A binary plant expression vector, pCM12-slm, carrying the aroAM12 mutant gene encoding bacterial 5-enolpyruvylshikimate-3-phosphate synthase (EPSPS) and the Bts1m recombinant gene consisting of 331 N-terminal amino acids of CryIAc and 284 C-terminal amino acids of CryIAb has been constructed. The truncated Bts1 gene was fused with the PR1b signal peptide sequence and expressed in tobacco plants under the control of 2E-CaMV35S promoter and the omega (omega) translation enhancer sequence from tobacco mosaic virus. The mutant aroAM12 was fused with the transit sequence of tobacco EPSPS and expressed in tobacco plants under the control of the CaMV35S promoter. Tobacco leaves were transformed with Agrobacterium tumefaciens LBA4404 harboring the pCM12-slm plasmid, and the transgenic plants were selected directly on medium containing the herbicide.
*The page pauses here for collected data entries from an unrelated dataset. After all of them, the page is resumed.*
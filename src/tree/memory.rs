//! In-memory observable DOM
//!
//! `MemoryDocument` is a small `html > body` element tree with selector
//! queries and child-list notifications. It backs the waiter in tests and in
//! hosts that have no browser. Attribute changes are deliberately silent, the
//! same way a `childList`-only mutation observer ignores them.

use std::sync::Arc;
use std::sync::atomic::{AtomicUsize, Ordering};

use async_trait::async_trait;
use futures::StreamExt;
use parking_lot::RwLock;
use thiserror::Error;
use tokio::sync::broadcast;
use tokio_stream::wrappers::BroadcastStream;
use tracing::trace;

use super::selector::{SelectorList, SelectorTarget};
use super::{MutationSubscription, ObservableTree};
use crate::error::{WaitError, WaitResult};

const ROOT: usize = 0;
const BODY: usize = 1;

/// Pending notifications kept per observer before it starts lagging
const MUTATION_CHANNEL_CAPACITY: usize = 64;

/// Stable handle to a node in a [`MemoryDocument`]
#[derive(Debug, Clone, Copy, PartialEq, Eq, Hash, PartialOrd, Ord)]
pub struct NodeId(usize);

#[derive(Error, Debug, Clone, PartialEq, Eq)]
pub enum DocumentError {
    #[error("Unknown or detached node: {0:?}")]
    UnknownNode(NodeId),

    #[error("Cannot remove the document root or body: {0:?}")]
    ProtectedNode(NodeId),
}

/// Description of an element (and its subtree) to insert
#[derive(Debug, Clone, PartialEq, Eq)]
pub struct ElementSpec {
    tag: String,
    attributes: Vec<(String, String)>,
    children: Vec<ElementSpec>,
}

impl ElementSpec {
    pub fn new(tag: impl Into<String>) -> Self {
        Self {
            tag: tag.into().to_ascii_lowercase(),
            attributes: Vec::new(),
            children: Vec::new(),
        }
    }

    pub fn id(self, id: impl Into<String>) -> Self {
        self.attr("id", id)
    }

    /// Adds a class, keeping any already present
    pub fn class(mut self, class: impl Into<String>) -> Self {
        let class = class.into();
        match self.attributes.iter_mut().find(|(name, _)| name == "class") {
            Some((_, existing)) => {
                existing.push(' ');
                existing.push_str(&class);
            }
            None => self.attributes.push(("class".to_string(), class)),
        }
        self
    }

    pub fn attr(mut self, name: impl Into<String>, value: impl Into<String>) -> Self {
        set_attribute(&mut self.attributes, name.into(), value.into());
        self
    }

    pub fn child(mut self, child: ElementSpec) -> Self {
        self.children.push(child);
        self
    }
}

/// Snapshot of a matched element, taken at query time
#[derive(Debug, Clone, PartialEq, Eq)]
pub struct MemoryElement {
    node: NodeId,
    tag: String,
    attributes: Vec<(String, String)>,
}

impl MemoryElement {
    pub fn node_id(&self) -> NodeId {
        self.node
    }

    pub fn tag_name(&self) -> &str {
        &self.tag
    }

    pub fn attribute(&self, name: &str) -> Option<&str> {
        self.attributes
            .iter()
            .find(|(key, _)| key.eq_ignore_ascii_case(name))
            .map(|(_, value)| value.as_str())
    }

    pub fn id(&self) -> Option<&str> {
        self.attribute("id")
    }

    pub fn has_class(&self, class: &str) -> bool {
        self.attribute("class")
            .is_some_and(|classes| classes.split_ascii_whitespace().any(|c| c == class))
    }
}

struct NodeData {
    tag: String,
    attributes: Vec<(String, String)>,
    parent: Option<usize>,
    children: Vec<usize>,
}

struct DocumentState {
    /// Removed nodes leave a `None` slot so ids are never reused
    nodes: Vec<Option<NodeData>>,
}

impl DocumentState {
    fn node(&self, id: usize) -> Option<&NodeData> {
        self.nodes.get(id).and_then(Option::as_ref)
    }

    fn insert(&mut self, parent: usize, spec: ElementSpec) -> usize {
        let id = self.nodes.len();
        self.nodes.push(Some(NodeData {
            tag: spec.tag,
            attributes: spec.attributes,
            parent: Some(parent),
            children: Vec::new(),
        }));
        if let Some(Some(parent_node)) = self.nodes.get_mut(parent) {
            parent_node.children.push(id);
        }
        for child in spec.children {
            self.insert(id, child);
        }
        id
    }

    fn remove_subtree(&mut self, id: usize) {
        let Some(node) = self.nodes.get_mut(id).and_then(Option::take) else {
            return;
        };
        for child in node.children {
            self.remove_subtree(child);
        }
    }

    fn snapshot(&self, id: usize) -> Option<MemoryElement> {
        self.node(id).map(|node| MemoryElement {
            node: NodeId(id),
            tag: node.tag.clone(),
            attributes: node.attributes.clone(),
        })
    }

    /// Pre-order walk from the root, i.e. document order
    fn select(&self, selector: &SelectorList, first_only: bool) -> Vec<MemoryElement> {
        let mut found = Vec::new();
        let mut stack = vec![ROOT];

        while let Some(id) = stack.pop() {
            let Some(node) = self.node(id) else {
                continue;
            };
            if selector.matches(self, id)
                && let Some(element) = self.snapshot(id)
            {
                found.push(element);
                if first_only {
                    break;
                }
            }
            stack.extend(node.children.iter().rev().copied());
        }

        found
    }
}

impl SelectorTarget for DocumentState {
    type Id = usize;

    fn tag_name(&self, id: usize) -> &str {
        self.node(id).map_or("", |node| node.tag.as_str())
    }

    fn attribute(&self, id: usize, name: &str) -> Option<&str> {
        self.node(id)?
            .attributes
            .iter()
            .find(|(key, _)| key == name)
            .map(|(_, value)| value.as_str())
    }

    fn parent_element(&self, id: usize) -> Option<usize> {
        self.node(id)?.parent
    }
}

struct DocumentInner {
    state: RwLock<DocumentState>,
    mutations: broadcast::Sender<()>,
    queries: AtomicUsize,
}

/// Shared handle to an in-memory document; clones see the same tree
#[derive(Clone)]
pub struct MemoryDocument {
    inner: Arc<DocumentInner>,
}

impl MemoryDocument {
    pub fn new() -> Self {
        let mut state = DocumentState { nodes: Vec::new() };
        state.nodes.push(Some(NodeData {
            tag: "html".to_string(),
            attributes: Vec::new(),
            parent: None,
            children: Vec::new(),
        }));
        state.insert(ROOT, ElementSpec::new("body"));

        let (mutations, _) = broadcast::channel(MUTATION_CHANNEL_CAPACITY);
        Self {
            inner: Arc::new(DocumentInner {
                state: RwLock::new(state),
                mutations,
                queries: AtomicUsize::new(0),
            }),
        }
    }

    pub fn root(&self) -> NodeId {
        NodeId(ROOT)
    }

    pub fn body(&self) -> NodeId {
        NodeId(BODY)
    }

    /// Append `spec` (with its children) as the last child of `parent`
    ///
    /// Notifies observers once for the whole inserted subtree.
    pub fn append_child(&self, parent: NodeId, spec: ElementSpec) -> Result<NodeId, DocumentError> {
        let id = {
            let mut state = self.inner.state.write();
            if state.node(parent.0).is_none() {
                return Err(DocumentError::UnknownNode(parent));
            }
            state.insert(parent.0, spec)
        };
        self.notify("append_child");
        Ok(NodeId(id))
    }

    /// Detach `node` and drop its subtree
    pub fn remove(&self, node: NodeId) -> Result<(), DocumentError> {
        if node.0 == ROOT || node.0 == BODY {
            return Err(DocumentError::ProtectedNode(node));
        }
        {
            let mut state = self.inner.state.write();
            let parent = state
                .node(node.0)
                .ok_or(DocumentError::UnknownNode(node))?
                .parent;
            if let Some(Some(parent_node)) = parent.and_then(|p| state.nodes.get_mut(p)) {
                parent_node.children.retain(|child| *child != node.0);
            }
            state.remove_subtree(node.0);
        }
        self.notify("remove");
        Ok(())
    }

    /// Set an attribute in place. Does not notify observers.
    pub fn set_attribute(
        &self,
        node: NodeId,
        name: impl Into<String>,
        value: impl Into<String>,
    ) -> Result<(), DocumentError> {
        let mut state = self.inner.state.write();
        let data = state
            .nodes
            .get_mut(node.0)
            .and_then(Option::as_mut)
            .ok_or(DocumentError::UnknownNode(node))?;
        set_attribute(&mut data.attributes, name.into(), value.into());
        Ok(())
    }

    pub fn element(&self, node: NodeId) -> Option<MemoryElement> {
        self.inner.state.read().snapshot(node.0)
    }

    /// Number of mutation subscriptions currently connected
    pub fn observer_count(&self) -> usize {
        self.inner.mutations.receiver_count()
    }

    /// Number of selector queries answered so far
    pub fn query_count(&self) -> usize {
        self.inner.queries.load(Ordering::SeqCst)
    }

    fn select(&self, selector: &str, first_only: bool) -> WaitResult<Vec<MemoryElement>> {
        self.inner.queries.fetch_add(1, Ordering::SeqCst);
        let parsed = SelectorList::parse(selector).map_err(|reason| WaitError::InvalidSelector {
            selector: selector.to_string(),
            reason,
        })?;
        Ok(self.inner.state.read().select(&parsed, first_only))
    }

    fn notify(&self, operation: &str) {
        // No receivers just means nobody is waiting
        let delivered = self.inner.mutations.send(()).unwrap_or(0);
        trace!("{} notified {} observer(s)", operation, delivered);
    }
}

impl Default for MemoryDocument {
    fn default() -> Self {
        Self::new()
    }
}

impl std::fmt::Debug for MemoryDocument {
    fn fmt(&self, f: &mut std::fmt::Formatter<'_>) -> std::fmt::Result {
        let nodes = self.inner.state.read().nodes.iter().flatten().count();
        f.debug_struct("MemoryDocument")
            .field("nodes", &nodes)
            .field("observers", &self.observer_count())
            .finish()
    }
}

#[async_trait]
impl ObservableTree for MemoryDocument {
    type Node = MemoryElement;

    async fn query_one(&self, selector: &str) -> WaitResult<Option<MemoryElement>> {
        Ok(self.select(selector, true)?.into_iter().next())
    }

    async fn query_all(&self, selector: &str) -> WaitResult<Vec<MemoryElement>> {
        self.select(selector, false)
    }

    async fn observe_mutations(&self) -> WaitResult<MutationSubscription> {
        let events = BroadcastStream::new(self.inner.mutations.subscribe())
            // A lagged receiver still means something changed
            .map(|_| ())
            .boxed();
        Ok(MutationSubscription::new(events))
    }
}

// Attribute names are ASCII case-insensitive, stored lowercased
fn set_attribute(attributes: &mut Vec<(String, String)>, mut name: String, value: String) {
    name.make_ascii_lowercase();
    match attributes.iter_mut().find(|(key, _)| *key == name) {
        Some((_, existing)) => *existing = value,
        None => attributes.push((name, value)),
    }
}
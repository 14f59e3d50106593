// element-wait: open a page in Chrome and wait for a CSS selector to match.
//
// Prints a JSON summary of the matched elements on stdout; logs go to stderr.

use std::path::PathBuf;
use std::time::Duration;

use anyhow::{Context, Result};
use clap::Parser;
use element_waiter::{
    BrowserSession, Config, ElementWaiter, PageTree, WaitMode, WaitRequest, load_yaml_config,
    load_yaml_config_from, validate_navigation_timeout, validate_wait_timeout,
};
use serde_json::{Value, json};
use tokio_util::sync::CancellationToken;
use tracing::{info, warn};
use tracing_subscriber::EnvFilter;

#[derive(Parser, Debug)]
#[command(
    author,
    version,
    about = "Wait for a CSS selector to match on a web page",
    long_about = None
)]
struct Args {
    /// Page to open (http://, https:// or file://)
    #[arg(short, long)]
    url: String,

    /// CSS selector to wait for
    #[arg(short, long)]
    selector: String,

    /// Return every matching element instead of the first
    #[arg(short, long)]
    all: bool,

    /// Wait timeout in milliseconds (defaults to the configured timeout)
    #[arg(short, long)]
    timeout_ms: Option<u64>,

    /// YAML config file (defaults to config.yaml in the package root)
    #[arg(short, long)]
    config: Option<PathBuf>,

    /// Verbose logging
    #[arg(short, long)]
    verbose: bool,
}

#[tokio::main]
async fn main() -> Result<()> {
    let args = Args::parse();

    let filter = EnvFilter::try_from_default_env()
        .unwrap_or_else(|_| EnvFilter::new(if args.verbose { "debug" } else { "info" }));
    tracing_subscriber::fmt()
        .with_env_filter(filter)
        .with_writer(std::io::stderr)
        .init();

    let config = match &args.config {
        Some(path) => load_yaml_config_from(path)
            .with_context(|| format!("Failed to load config from {}", path.display()))?,
        None => load_yaml_config().unwrap_or_else(|e| {
            warn!("Ignoring invalid config.yaml: {:#}", e);
            Config::default()
        }),
    };

    let wait_timeout = validate_wait_timeout(args.timeout_ms, &config.waiter)?;
    let navigation_timeout = validate_navigation_timeout(None, &config.waiter)?;

    let session = BrowserSession::launch(&config.browser).await?;
    let result = run(&session, &args, &config, wait_timeout, navigation_timeout).await;
    session.shutdown().await?;

    let summary = result?;
    println!("{}", serde_json::to_string_pretty(&summary)?);
    Ok(())
}

async fn run(
    session: &BrowserSession,
    args: &Args,
    config: &Config,
    wait_timeout: Duration,
    navigation_timeout: Duration,
) -> Result<Value> {
    let page = session.open_page(&args.url, navigation_timeout).await?;
    let waiter = ElementWaiter::from_config(PageTree::new(page), &config.waiter);

    let cancel = CancellationToken::new();
    let ctrl_c = {
        let cancel = cancel.clone();
        tokio::spawn(async move {
            if tokio::signal::ctrl_c().await.is_ok() {
                info!("Shutdown signal received, cancelling wait");
                cancel.cancel();
            }
        })
    };

    let mode = if args.all { WaitMode::All } else { WaitMode::One };
    let request = WaitRequest::new(&args.selector, mode).with_timeout(wait_timeout);
    let outcome = waiter.wait(&request, &cancel).await;
    ctrl_c.abort();
    let elements = outcome?.into_vec();

    let mut rendered = Vec::with_capacity(elements.len());
    for element in &elements {
        let outer_html = element.outer_html().await.ok().flatten();
        rendered.push(json!({ "outer_html": outer_html }));
    }

    Ok(json!({
        "url": args.url,
        "selector": args.selector,
        "mode": if args.all { "all" } else { "one" },
        "count": elements.len(),
        "elements": rendered,
    }))
}
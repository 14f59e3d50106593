//! Wait for CSS selectors to start matching
//!
//! Provides [`ElementWaiter`], which resolves a selector against an
//! [`ObservableTree`] while tolerating elements that are rendered later.
//!
//! # Strategy
//! 1. Query once. A match returns immediately without arming anything.
//! 2. Otherwise arm two redundant watchers and race them:
//!    - a polling timer that re-queries every poll interval and counts retries,
//!    - a mutation subscription that re-queries on every child-list change.
//! 3. The first watcher to see a match settles the wait. Both watchers are
//!    owned by one [`RetryState`] that is dropped on settlement, so the loser
//!    is disarmed exactly once.
//!
//! The timeout is tick-counted: the retry budget is
//! `floor(timeout / poll_interval)` ticks, which with the default one second
//! interval is `floor(timeout_ms / 1000)`. It is not a wall-clock deadline.

use std::sync::Arc;
use std::time::Duration;

use tokio::time::{Instant, Interval, MissedTickBehavior};
use tokio_util::sync::CancellationToken;
use tracing::{debug, info, warn};

use crate::WaiterConfig;
use crate::error::{WaitError, WaitResult};
use crate::tree::{MutationSubscription, ObservableTree};

/// Whether a wait resolves with the first match or with every match
#[derive(Debug, Clone, Copy, PartialEq, Eq)]
pub enum WaitMode {
    One,
    All,
}

/// Parameters of a single wait call
#[derive(Debug, Clone, PartialEq, Eq)]
pub struct WaitRequest {
    selector: String,
    timeout: Duration,
    mode: WaitMode,
}

impl WaitRequest {
    pub fn new(selector: impl Into<String>, mode: WaitMode) -> Self {
        Self {
            selector: selector.into(),
            timeout: Duration::from_millis(crate::timeout::DEFAULT_WAIT_TIMEOUT_MS),
            mode,
        }
    }

    pub fn one(selector: impl Into<String>) -> Self {
        Self::new(selector, WaitMode::One)
    }

    pub fn all(selector: impl Into<String>) -> Self {
        Self::new(selector, WaitMode::All)
    }

    pub fn with_timeout(mut self, timeout: Duration) -> Self {
        self.timeout = timeout;
        self
    }

    pub fn selector(&self) -> &str {
        &self.selector
    }

    pub fn timeout(&self) -> Duration {
        self.timeout
    }

    pub fn mode(&self) -> WaitMode {
        self.mode
    }

    /// Number of polling ticks this request may spend before failing
    pub fn retry_budget(&self, poll_interval: Duration) -> u32 {
        let ticks = self.timeout.as_millis() / poll_interval.as_millis().max(1);
        u32::try_from(ticks).unwrap_or(u32::MAX)
    }
}

/// Successful result of a wait
#[derive(Debug, Clone, PartialEq, Eq)]
pub enum WaitOutcome<N> {
    One(N),
    /// Never empty; document order
    All(Vec<N>),
}

impl<N> WaitOutcome<N> {
    pub fn len(&self) -> usize {
        match self {
            WaitOutcome::One(_) => 1,
            WaitOutcome::All(nodes) => nodes.len(),
        }
    }

    pub fn is_empty(&self) -> bool {
        self.len() == 0
    }

    pub fn into_first(self) -> Option<N> {
        match self {
            WaitOutcome::One(node) => Some(node),
            WaitOutcome::All(nodes) => nodes.into_iter().next(),
        }
    }

    pub fn into_vec(self) -> Vec<N> {
        match self {
            WaitOutcome::One(node) => vec![node],
            WaitOutcome::All(nodes) => nodes,
        }
    }
}

/// Watchers armed for one in-flight wait
///
/// Dropping this value disarms both the timer and the mutation observer.
struct RetryState {
    retry_count: u32,
    budget: u32,
    ticker: Interval,
    mutations: MutationSubscription,
    /// Cleared when the mutation source ends; polling carries on alone
    observing: bool,
}

impl Drop for RetryState {
    fn drop(&mut self) {
        debug!(
            "Disarming watchers after {}/{} retries",
            self.retry_count, self.budget
        );
    }
}

/// Waits for selectors to match in an [`ObservableTree`]
pub struct ElementWaiter<T: ObservableTree> {
    tree: Arc<T>,
    poll_interval: Duration,
    default_timeout: Duration,
}

impl<T: ObservableTree> ElementWaiter<T> {
    pub fn new(tree: T) -> Self {
        Self::shared(Arc::new(tree))
    }

    /// Use a tree that is also held elsewhere
    pub fn shared(tree: Arc<T>) -> Self {
        Self::shared_with_config(tree, &WaiterConfig::default())
    }

    pub fn from_config(tree: T, config: &WaiterConfig) -> Self {
        Self::shared_with_config(Arc::new(tree), config)
    }

    pub fn shared_with_config(tree: Arc<T>, config: &WaiterConfig) -> Self {
        Self {
            tree,
            poll_interval: Duration::from_millis(config.poll_interval_ms.max(1)),
            default_timeout: Duration::from_millis(config.default_timeout_ms),
        }
    }

    pub fn with_poll_interval(mut self, poll_interval: Duration) -> Self {
        self.poll_interval = poll_interval.max(Duration::from_millis(1));
        self
    }

    pub fn tree(&self) -> &T {
        &self.tree
    }

    pub fn poll_interval(&self) -> Duration {
        self.poll_interval
    }

    pub fn default_timeout(&self) -> Duration {
        self.default_timeout
    }

    /// Wait for the first element matching `selector`
    pub async fn wait_for_one(&self, selector: &str, timeout: Duration) -> WaitResult<T::Node> {
        self.wait_for_one_cancellable(selector, timeout, &CancellationToken::new())
            .await
    }

    /// Wait until `selector` matches at least one element, returning all of them
    pub async fn wait_for_all(
        &self,
        selector: &str,
        timeout: Duration,
    ) -> WaitResult<Vec<T::Node>> {
        self.wait_for_all_cancellable(selector, timeout, &CancellationToken::new())
            .await
    }

    pub async fn wait_for_one_with_default(&self, selector: &str) -> WaitResult<T::Node> {
        self.wait_for_one(selector, self.default_timeout).await
    }

    pub async fn wait_for_all_with_default(&self, selector: &str) -> WaitResult<Vec<T::Node>> {
        self.wait_for_all(selector, self.default_timeout).await
    }

    pub async fn wait_for_one_cancellable(
        &self,
        selector: &str,
        timeout: Duration,
        cancel: &CancellationToken,
    ) -> WaitResult<T::Node> {
        let request = WaitRequest::one(selector).with_timeout(timeout);
        match self.wait(&request, cancel).await? {
            WaitOutcome::One(node) => Ok(node),
            WaitOutcome::All(_) => unreachable!("single-element wait resolved with a list"),
        }
    }

    pub async fn wait_for_all_cancellable(
        &self,
        selector: &str,
        timeout: Duration,
        cancel: &CancellationToken,
    ) -> WaitResult<Vec<T::Node>> {
        let request = WaitRequest::all(selector).with_timeout(timeout);
        Ok(self.wait(&request, cancel).await?.into_vec())
    }

    /// Run one wait to completion
    ///
    /// # Returns
    /// * `Ok(WaitOutcome)` - The selector matched, immediately or while watching
    /// * `Err(WaitError::NotFound)` - The retry budget ran out
    /// * `Err(WaitError::Cancelled)` - `cancel` fired while watching
    /// * `Err(_)` - The tree rejected the selector or failed to observe
    ///
    /// A token that is already cancelled does not stop an immediate match.
    pub async fn wait(
        &self,
        request: &WaitRequest,
        cancel: &CancellationToken,
    ) -> WaitResult<WaitOutcome<T::Node>> {
        if let Some(outcome) = self.find_matches(request).await? {
            debug!(
                "Matched '{}' immediately ({} element(s))",
                request.selector,
                outcome.len()
            );
            return Ok(outcome);
        }

        warn!(
            "Element not found: '{}'. Watching for up to {}ms",
            request.selector,
            request.timeout.as_millis()
        );
        let mut state = self.arm(request).await?;

        loop {
            tokio::select! {
                biased;

                _ = cancel.cancelled() => {
                    info!("Wait for '{}' cancelled", request.selector);
                    return Err(WaitError::Cancelled {
                        selector: request.selector.clone(),
                        retries: state.retry_count,
                    });
                }

                _ = state.ticker.tick() => {
                    if let Some(outcome) = self.find_matches(request).await? {
                        info!(
                            "Matched '{}' on poll after {} retries",
                            request.selector, state.retry_count
                        );
                        return Ok(outcome);
                    }

                    state.retry_count += 1;
                    if state.retry_count >= state.budget {
                        warn!(
                            "Giving up on '{}' after {} retries",
                            request.selector, state.retry_count
                        );
                        return Err(WaitError::NotFound {
                            selector: request.selector.clone(),
                            retries: state.retry_count,
                        });
                    }
                    debug!(
                        "Element not found: '{}', retrying ({}/{})",
                        request.selector, state.retry_count, state.budget
                    );
                }

                event = state.mutations.next(), if state.observing => {
                    if event.is_none() {
                        debug!("Mutation source closed, polling only for '{}'", request.selector);
                        state.observing = false;
                        continue;
                    }
                    if let Some(outcome) = self.find_matches(request).await? {
                        info!(
                            "Matched '{}' on mutation after {} retries",
                            request.selector, state.retry_count
                        );
                        return Ok(outcome);
                    }
                }
            }
        }
    }

    async fn find_matches(
        &self,
        request: &WaitRequest,
    ) -> WaitResult<Option<WaitOutcome<T::Node>>> {
        match request.mode {
            WaitMode::One => Ok(self
                .tree
                .query_one(&request.selector)
                .await?
                .map(WaitOutcome::One)),
            WaitMode::All => {
                let nodes = self.tree.query_all(&request.selector).await?;
                Ok((!nodes.is_empty()).then_some(WaitOutcome::All(nodes)))
            }
        }
    }

    async fn arm(&self, request: &WaitRequest) -> WaitResult<RetryState> {
        let mutations = self.tree.observe_mutations().await?;

        // First tick one full interval after arming
        let mut ticker =
            tokio::time::interval_at(Instant::now() + self.poll_interval, self.poll_interval);
        ticker.set_missed_tick_behavior(MissedTickBehavior::Delay);

        Ok(RetryState {
            retry_count: 0,
            budget: request.retry_budget(self.poll_interval),
            ticker,
            mutations,
            observing: true,
        })
    }
}

impl<T: ObservableTree> Clone for ElementWaiter<T> {
    fn clone(&self) -> Self {
        Self {
            tree: Arc::clone(&self.tree),
            poll_interval: self.poll_interval,
            default_timeout: self.default_timeout,
        }
    }
}

impl<T: ObservableTree> std::fmt::Debug for ElementWaiter<T> {
    fn fmt(&self, f: &mut std::fmt::Formatter<'_>) -> std::fmt::Result {
        f.debug_struct("ElementWaiter")
            .field("poll_interval", &self.poll_interval)
            .field("default_timeout", &self.default_timeout)
            .finish_non_exhaustive()
    }
}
Forty glyphosate resistant plants were regenerated, with a transformation frequency of 27%. Transgenic plants were initially assessed for glyphosate resistance by placing leaf discs on shoot induction media containing the herbicide. Rooted plantlets, propagated from selected transgenic tobacco, were transferred to soil in a greenhouse and tested for glyphosate resistance by spraying them with Roundup at a commercial recommended dose. The glyphosate resistance assay indicated that all the transgenic plants showed highly resistant to the herbicide. The PCR assay showed that the aroAM12 gene was present in all of the 40 T0 transfer plants, and Bts1m genes present in 28 of 40 of the transgenic plants. Southern blot analysis further confirmed that the copy number of the transgenes varied from one to three copies in different transgenic plants. Northern blot and immunodot blot showed that the aroAM12 and Bts1m genes were expressed at the transcription and translation levels. Transgenic plants containing both the aroA M12 and Bts1m genes were further assessed for insect resistance. Tobacco leaves of T0 transgenic plants were infested with tobacco bollworm H. assulta larvae for 6 days. The result (table 1) showed that the survival rate of insect larvae was between 0-10%, and the growth of insect larvae was seriously inhibited, suggesting pCM12-slm as a dual functional vector with potential application in breeding of glyphosate and insect resistance transgenic plants.